In other words, annual emissions cuts would need to accelerate in the short- to medium-term, but could start to ease off later on. This is consistent with the cost-effective pathway to net-zero set out last month by the Climate Change Committee in its latest advice to the government.

Methodology

The starting point for Carbon Brief’s analysis of UK greenhouse gas emissions is preliminary government estimates of energy use by fuel. These are published quarterly, with the final quarter of each year appearing in figures published at the end of the following February. The same approach has accurately estimated year-to-year changes in emissions in previous years (see table, below).

Year Reported Carbon Brief Difference
2010 2.4 2.6 0.2
2011 -7.3 -7.7 -0.4
2012 2.9 3.6 0.7
2013 -2.2 -4.1 -1.9
2014 -7.5 -7.5 -0.0
2015 -3.9 -3.8 0.0
2016 -5.2 -5.7 -0.4
2017 -2.5 -2.0 0.5
2018 -1.5 -1.8 -0.3
2019 -3.6 -4.0 -0.4
2020 -8.8 -8.9 -0.0
2021 3.6 3.8 0.2
2022 -4.2 -3.5 0.7
2023 -4.9 -5.1 -0.2
2024 -3.6

Annual change in UK greenhouse gas emissions, %

One large source of uncertainty is the provisional energy use data, which is revised at the end of March each year and often again later on. Emissions data is also subject to revision in light of improvements in data collection and the methodology used, with major revisions in 2021.

The table above applies Carbon Brief’s emissions calculations to the comparable energy use and emissions figures, which may differ from those published previously.

Another source of uncertainty is the fact that Carbon Brief’s approach to estimating the annual change in emissions differs from the methodology used for the government’s own provisional estimates. The government has access to more granular data not available for public use.

Carbon Brief’s analysis takes figures on the amount of energy sourced from coal, oil and gas reported in Energy Trends 1.2. These figures are combined with conversion factors for the CO2 emissions per unit of energy, published annually by the UK government.

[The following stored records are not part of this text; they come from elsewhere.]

//! Homogeneous pool of one concrete entity subtype

use std::cell::RefCell;
use std::rc::Rc;

use rand::Rng;
use rand::seq::SliceRandom;

use crate::errors::{PoolError, PoolResult};
use crate::health::HealthStatus;
use crate::metrics::{MetricsTracker, PoolMetrics};
use crate::poolable::PoolObject;

/// Shared handle to a pool member.
///
/// Callers only ever receive handles; the member itself stays in its
/// container for the life of the session. Handles must not be held borrowed
/// across pool calls; the container borrows members to scan them.
pub type PoolRef<E> = Rc<RefCell<E>>;

/// Entity construction callback supplied by the surrounding game layer.
///
/// The pool never constructs entities itself; it requests construction and
/// records the result. `None` signals that the world refused the spawn.
pub type EntityFactory<E> = Box<dyn Fn() -> Option<E>>;

/// A pool of recycled instances of a single entity subtype.
///
/// Members toggle between Active and Inactive instead of being constructed
/// and destroyed per use. The member list only ever grows: exhaustion is
/// resolved by creating one more member (with a warning), never by failing
/// the caller or waiting.
///
/// # Examples
///
/// ```
/// use arcade_objectpool::{PoolContainer, PoolObject};
/// use arcade_objectpool::entities::Projectile;
///
/// let mut pool = PoolContainer::new("projectile", Box::new(|| Some(Projectile::new())));
/// pool.warm_up(8);
/// assert_eq!(pool.len(), 8);
///
/// let shot = pool.acquire().unwrap();
/// shot.borrow_mut().activate();
/// assert_eq!(pool.active_count(), 1);
/// ```
pub struct PoolContainer<E: PoolObject> {
    kind: String,
    members: Vec<PoolRef<E>>,
    factory: EntityFactory<E>,
    warmup_size: usize,
    metrics: MetricsTracker,
}

impl<E: PoolObject> PoolContainer<E> {
    /// Create an empty container for `kind`, spawning members via `factory`.
    pub fn new(kind: impl Into<String>, factory: EntityFactory<E>) -> Self {
        Self {
            kind: kind.into(),
            members: Vec::new(),
            factory,
            warmup_size: 0,
            metrics: MetricsTracker::new(),
        }
    }

    /// Pre-create `count` members, each starting Inactive.
    ///
    /// A factory refusal costs the slot: the failure is logged and the pool
    /// simply ends up smaller than requested.
    pub fn warm_up(&mut self, count: usize) {
        for _ in 0..count {
            let _ = self.create_and_add();
        }
        self.warmup_size = self.members.len();
        tracing::debug!(
            kind = %self.kind,
            requested = count,
            created = self.warmup_size,
            "warmed up pool"
        );
    }

    /// Hand out the first inactive member, creating one if every member is
    /// in use.
    ///
    /// The returned member is NOT activated: the caller positions it first,
    /// then calls [`PoolObject::activate`] through the handle. Growth on an
    /// exhausted pool is logged as a warning, a signal that the warm-up
    /// size is too small rather than an error.
    pub fn acquire(&mut self) -> PoolResult<PoolRef<E>> {
        for member in &self.members {
            if !member.borrow().is_active() {
                self.metrics.record_acquired();
                return Ok(Rc::clone(member));
            }
        }

        tracing::warn!(
            kind = %self.kind,
            pool_size = self.members.len(),
            "no available member in the pool; increase the warm-up size"
        );
        self.metrics.record_grown();
        let member = self.create_and_add()?;
        self.metrics.record_acquired();
        Ok(member)
    }

    /// Deactivate every member, leaving the pool fully available.
    ///
    /// Used when restarting gameplay. Members are never removed.
    pub fn reset_all(&mut self) {
        for member in &self.members {
            member.borrow_mut().deactivate();
        }
    }

    /// Advance every active member by one frame.
    pub fn advance(&mut self, delta_seconds: f32) {
        for member in &self.members {
            let mut entity = member.borrow_mut();
            if entity.is_active() {
                entity.advance(delta_seconds);
            }
        }
    }

    /// Randomize member order so the first-found scan does not always hand
    /// out the same members.
    pub fn shuffle<R: Rng>(&mut self, rng: &mut R) {
        self.members.shuffle(rng);
    }

    fn create_and_add(&mut self) -> PoolResult<PoolRef<E>> {
        match (self.factory)() {
            Some(entity) => {
                let member = Rc::new(RefCell::new(entity));
                self.members.push(Rc::clone(&member));
                Ok(member)
            }
            None => {
                tracing::warn!(kind = %self.kind, "entity factory failed");
                self.metrics.record_factory_failure();
                Err(PoolError::FactoryFailed(self.kind.clone()))
            }
        }
    }

    /// Subtype label this container pools.
    pub fn kind(&self) -> &str {
        &self.kind
    }

    /// Total members, active and inactive.
    pub fn len(&self) -> usize {
        self.members.len()
    }

    pub fn is_empty(&self) -> bool {
        self.members.is_empty()
    }

    /// Members created at warm-up time (before any on-demand growth).
    pub fn warmup_size(&self) -> usize {
        self.warmup_size
    }

    /// Members currently in play.
    pub fn active_count(&self) -> usize {
        self.members
            .iter()
            .filter(|member| member.borrow().is_active())
            .count()
    }

    /// Members parked and ready for reuse.
    pub fn available_count(&self) -> usize {
        self.members.len() - self.active_count()
    }

    /// Snapshot the pool's metrics.
    pub fn metrics(&self) -> PoolMetrics {
        let active = self.active_count();
        self.metrics.get_metrics(
            active,
            self.members.len() - active,
            self.members.len(),
            self.warmup_size,
        )
    }

    /// Current health assessment.
    pub fn health(&self) -> HealthStatus {
        let active = self.active_count();
        HealthStatus::new(
            self.members.len() - active,
            active,
            self.members.len(),
            self.warmup_size,
        )
    }
}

Conversion factors are available for each fuel type, for example, petrol, diesel, gas and coal for electricity generation.

For oil, the analysis also draws on Energy Trends 3.13, which further breaks down demand according to the subtype of oil, for example, petrol, jet fuel and so on. Similarly, for coal, the analysis draws on Energy Trends 2.6, which breaks down solid fuel use by subtype.

Emissions from each fuel are then estimated from the energy use multiplied by the conversion factor, weighted by the relative proportions for each fuel subtype.

For example, the UK uses roughly 50m tonnes of oil equivalent (Mtoe) in the form of oil products, around half of which is from road diesel. So half the total energy use from oil is combined with the conversion factor for road diesel, another one-fifth for petrol and so on.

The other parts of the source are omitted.